Napoléon cherries in port
An elegant twist on classic candied cherries, where light port, vanilla, and lemon enhance the natural sweetness of Bigarreau Napoléon cherries. Perfect with panna cotta, yoghurt, cheese, or ice cream.
Yield: approx. 2 sterilised 300 ml jars
Cook time: 20–25 min
Resting time: at least 1 week
Ingredients
- 500 g Bigarreau Napoléon cherries (pitted or unpitted)
- 250 ml ruby port or rosé port
- 80 g fine granulated sugar
- 1/2 vanilla pod or 1 tsp vanilla extract
- 1 tablespoon fresh lemon juice
- Thin strip of peel from an organic lemon
- Optional: 1 tablespoon kirsch or white rum
Equipment
- 2 sterilised 300 ml jars
- Pan
- Clean spoon or tongs
Preparation & Method
- Wash the cherries and pit them if desired.
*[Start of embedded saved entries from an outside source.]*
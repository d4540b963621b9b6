//! Reachability tracking for the content service.

mod monitor;
mod probe;

pub use monitor::{HealthMonitor, HealthState};
pub use probe::{probe_once, HealthProbe};

/// Shown once when the service is marked offline.
pub const DEGRADED_MESSAGE: &str =
  "Content service is unreachable. Showing cached or offline content.";
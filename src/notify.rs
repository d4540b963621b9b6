//! Side channel used to tell the UI layer about degraded service.

use serde::Serialize;
use std::fmt;
use tokio::sync::mpsc;
use tracing::{info, warn};

#[derive(Debug, Clone, Copy, PartialEq, Eq, Serialize)]
#[serde(rename_all = "lowercase")]
pub enum Severity {
  Info,
  Warning,
  Error,
}

impl fmt::Display for Severity {
  fn fmt(&self, f: &mut fmt::Formatter<'_>) -> fmt::Result {
    f.write_str(match self {
      Severity::Info => "info",
      Severity::Warning => "warning",
      Severity::Error => "error",
    })
  }
}

#[derive(Debug, Clone, PartialEq, Eq, Serialize)]
pub struct Notification {
  pub message: String,
  pub severity: Severity,
}

/// Receiver of user-facing notices.
pub trait Notifier: Send + Sync {
  fn notify(&self, message: &str, severity: Severity);
}

/// Writes notifications to the log.
#[derive(Debug, Default, Clone, Copy)]
pub struct TracingNotifier;

impl Notifier for TracingNotifier {
  fn notify(&self, message: &str, severity: Severity) {
    match severity {
      Severity::Info => info!(%severity, "{}", message),
      Severity::Warning | Severity::Error => warn!(%severity, "{}", message),
    }
  }
}

/// Forwards notifications to a UI event loop.
#[derive(Debug, Clone)]
pub struct ChannelNotifier {
  tx: mpsc::UnboundedSender<Notification>,
}

impl ChannelNotifier {
  pub fn new() -> (Self, mpsc::UnboundedReceiver<Notification>) {
    let (tx, rx) = mpsc::unbounded_channel();
    (Self { tx }, rx)
  }
}

impl Notifier for ChannelNotifier {
  fn notify(&self, message: &str, severity: Severity) {
    // Receiver gone means the UI shut down; nothing to tell.
    let _ = self.tx.send(Notification {
      message: message.to_string(),
      severity,
    });
  }
}
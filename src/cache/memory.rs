//! Process-local cache backend for non-interactive contexts and tests.

use std::collections::HashMap;
use std::sync::Mutex;

use super::traits::{StorageBackend, StorageError, Store, StoredEntry};

/// Storage implementation that keeps everything in memory.
/// Nothing survives the process.
#[derive(Default)]
pub struct MemoryStorage {
  entries: Mutex<HashMap<(Store, String), StoredEntry>>,
}

impl MemoryStorage {
  pub fn new() -> Self {
    Self::default()
  }
}

impl StorageBackend for MemoryStorage {
  fn name(&self) -> &'static str {
    "memory"
  }

  fn read(&self, store: Store, key: &str) -> Result<Option<StoredEntry>, StorageError> {
    let entries = self
      .entries
      .lock()
      .map_err(|e| StorageError::Unavailable(format!("lock poisoned: {}", e)))?;
    Ok(entries.get(&(store, key.to_string())).cloned())
  }

  fn write(&self, store: Store, key: &str, entry: &StoredEntry) -> Result<(), StorageError> {
    let mut entries = self
      .entries
      .lock()
      .map_err(|e| StorageError::Unavailable(format!("lock poisoned: {}", e)))?;
    entries.insert((store, key.to_string()), entry.clone());
    Ok(())
  }

  fn clear(&self, store: Option<Store>) -> Result<(), StorageError> {
    let mut entries = self
      .entries
      .lock()
      .map_err(|e| StorageError::Unavailable(format!("lock poisoned: {}", e)))?;
    match store {
      Some(store) => entries.retain(|(s, _), _| *s != store),
      None => entries.clear(),
    }
    Ok(())
  }
}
Leaving the stones in gives a firmer result and a subtle almond flavour.
- Sterilise the jars by heating them in an oven at 120°C for 10 minutes or boiling them in water.
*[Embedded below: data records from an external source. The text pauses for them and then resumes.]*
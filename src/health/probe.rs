use std::sync::Arc;
use std::time::Duration;
use tokio::task::JoinHandle;
use tokio::time::{Instant, MissedTickBehavior};
use tracing::debug;

use super::monitor::{HealthMonitor, HealthState};
use super::DEGRADED_MESSAGE;
use crate::api::ContentApi;
use crate::notify::{Notifier, Severity};

/// Issue one lightweight request and record its outcome.
pub async fn probe_once(
  api: &dyn ContentApi,
  health: &HealthMonitor,
  notifier: &dyn Notifier,
) -> HealthState {
  match api.list_collections().await {
    Ok(_) => health.record_success(),
    Err(e) => {
      debug!(error = %e, "Health probe failed");
      if health.record_failure() {
        notifier.notify(DEGRADED_MESSAGE, Severity::Warning);
      }
    }
  }
  health.state()
}

/// Periodic background probe with an explicit start/stop lifecycle.
///
/// Only runs in interactive contexts; `start` is a no-op otherwise. Dropping
/// the probe stops it.
pub struct HealthProbe {
  api: Arc<dyn ContentApi>,
  health: Arc<HealthMonitor>,
  notifier: Arc<dyn Notifier>,
  period: Duration,
  interactive: bool,
  handle: Option<JoinHandle<()>>,
}

impl HealthProbe {
  pub fn new(
    api: Arc<dyn ContentApi>,
    health: Arc<HealthMonitor>,
    notifier: Arc<dyn Notifier>,
    period: Duration,
    interactive: bool,
  ) -> Self {
    Self {
      api,
      health,
      notifier,
      period,
      interactive,
      handle: None,
    }
  }

  /// Spawn the probe loop on the current tokio runtime. The first probe
  /// fires one period after starting.
  pub fn start(&mut self) {
    if !self.interactive {
      debug!("Non-interactive context, health probe not started");
      return;
    }
    if self.is_running() {
      return;
    }

    let api = Arc::clone(&self.api);
    let health = Arc::clone(&self.health);
    let notifier = Arc::clone(&self.notifier);
    let period = self.period.max(Duration::from_millis(1));

    self.handle = Some(tokio::spawn(async move {
      let mut ticker = tokio::time::interval_at(Instant::now() + period, period);
      ticker.set_missed_tick_behavior(MissedTickBehavior::Delay);
      loop {
        ticker.tick().await;
        let state = probe_once(api.as_ref(), &health, notifier.as_ref()).await;
        debug!(online = state.is_online, failures = state.consecutive_failures, "Health probe");
      }
    }));
    debug!(?period, "Health probe started");
  }

  pub fn stop(&mut self) {
    if let Some(handle) = self.handle.take() {
      handle.abort();
      debug!("Health probe stopped");
    }
  }

  pub fn is_running(&self) -> bool {
    self
      .handle
      .as_ref()
      .map(|h| !h.is_finished())
      .unwrap_or(false)
  }
}

impl Drop for HealthProbe {
  fn drop(&mut self) {
    self.stop();
  }
}
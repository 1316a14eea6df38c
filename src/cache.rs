// Metadata cache — in-memory descriptor store with an optional persistent tier.

use std::collections::HashMap;
use std::fs;
use std::path::PathBuf;

use parking_lot::RwLock;
use tracing::{debug, warn};

use crate::file::FileDescriptor;

/// Optional second cache tier that survives the process. Misses fall back
/// here and hits are promoted into memory.
pub trait PersistentTier: Send + Sync {
    fn load(&self, file_id: &str) -> Option<FileDescriptor>;
    fn store(&self, descriptor: &FileDescriptor);
    fn remove(&self, file_id: &str);
}

/// Persistent tier backed by one JSON file per descriptor in a directory.
pub struct FileTier {
    dir: PathBuf,
}

impl FileTier {
    pub fn new(dir: impl Into<PathBuf>) -> std::io::Result<Self> {
        let dir = dir.into();
        fs::create_dir_all(&dir)?;
        Ok(Self { dir })
    }

    // File ids are opaque strings; keep them filesystem-safe.
    fn path_for(&self, file_id: &str) -> PathBuf {
        let safe: String = file_id
            .chars()
            .map(|c| if c.is_ascii_alphanumeric() || c == '-' || c == '_' { c } else { '_' })
            .collect();
        self.dir.join(format!("{}.json", safe))
    }
}

impl PersistentTier for FileTier {
    fn load(&self, file_id: &str) -> Option<FileDescriptor> {
        let bytes = fs::read(self.path_for(file_id)).ok()?;
        match serde_json::from_slice::<FileDescriptor>(&bytes) {
            Ok(descriptor) if descriptor.id == file_id => Some(descriptor),
            Ok(_) => None,
            Err(e) => {
                warn!("discarding unreadable cache entry file_id={}: {}", file_id, e);
                None
            }
        }
    }

    fn store(&self, descriptor: &FileDescriptor) {
        match serde_json::to_vec(descriptor) {
            Ok(bytes) => {
                if let Err(e) = fs::write(self.path_for(&descriptor.id), bytes) {
                    warn!("persistent cache write failed file_id={}: {}", descriptor.id, e);
                }
            }
            Err(e) => warn!("descriptor serialize failed file_id={}: {}", descriptor.id, e),
        }
    }

    fn remove(&self, file_id: &str) {
        let _ = fs::remove_file(self.path_for(file_id));
    }
}

/// Identifier-keyed store of the most recently observed valid descriptors.
///
/// Entries carry no TTL; staleness is decided by the caller comparing version
/// fingerprints. Watermarked descriptors are never stored — putting one
/// evicts any existing entry for that id instead.
pub struct MetadataCache {
    mem: RwLock<HashMap<String, FileDescriptor>>,
    tier: Option<Box<dyn PersistentTier>>,
}

impl MetadataCache {
    pub fn new() -> Self {
        Self {
            mem: RwLock::new(HashMap::new()),
            tier: None,
        }
    }

    pub fn with_persistent_tier(tier: Box<dyn PersistentTier>) -> Self {
        Self {
            mem: RwLock::new(HashMap::new()),
            tier: Some(tier),
        }
    }

    /// Store a descriptor, replacing any previous entry for the same id.
    /// Invalid descriptors are dropped; watermarked ones evict instead.
    pub fn put(&self, descriptor: &FileDescriptor) {
        if descriptor.watermarked {
            debug!("evicting watermarked file from cache file_id={}", descriptor.id);
            self.evict(&descriptor.id);
            return;
        }
        if !descriptor.is_valid() {
            warn!("refusing to cache invalid descriptor file_id={}", descriptor.id);
            return;
        }

        self.mem
            .write()
            .insert(descriptor.id.clone(), descriptor.clone());
        if let Some(tier) = &self.tier {
            tier.store(descriptor);
        }
    }

    pub fn get(&self, file_id: &str) -> Option<FileDescriptor> {
        if let Some(descriptor) = self.mem.read().get(file_id) {
            return Some(descriptor.clone());
        }

        // Promote persistent-tier hits into memory.
        let descriptor = self.tier.as_ref()?.load(file_id)?;
        self.mem
            .write()
            .insert(file_id.to_string(), descriptor.clone());
        Some(descriptor)
    }

    /// Cached descriptor only if it is still valid for rendering.
    pub fn get_valid(&self, file_id: &str) -> Option<FileDescriptor> {
        self.get(file_id).filter(FileDescriptor::is_valid)
    }

    pub fn evict(&self, file_id: &str) {
        self.mem.write().remove(file_id);
        if let Some(tier) = &self.tier {
            tier.remove(file_id);
        }
    }
}

impl Default for MetadataCache {
    fn default() -> Self {
        Self::new()
    }
}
- Split the vanilla pod and scrape out the seeds.
- In a pan, gently heat the port with the sugar, vanilla seeds and pod, lemon juice, and peel until the sugar dissolves.
- Add the cherries and simmer gently for 15–20 minutes, until glossy but intact.
- Remove the vanilla pod and lemon peel. Optionally add the kirsch or rum.
- Spoon the hot cherries and syrup into the warm jars and seal them immediately.
- Let the jars infuse for at least 1 week in a cool, dark place before using.
Storage
- Unopened: keeps for up to 6 months in a cool, dark place.
- After opening: store in the fridge and use within 3–4 weeks.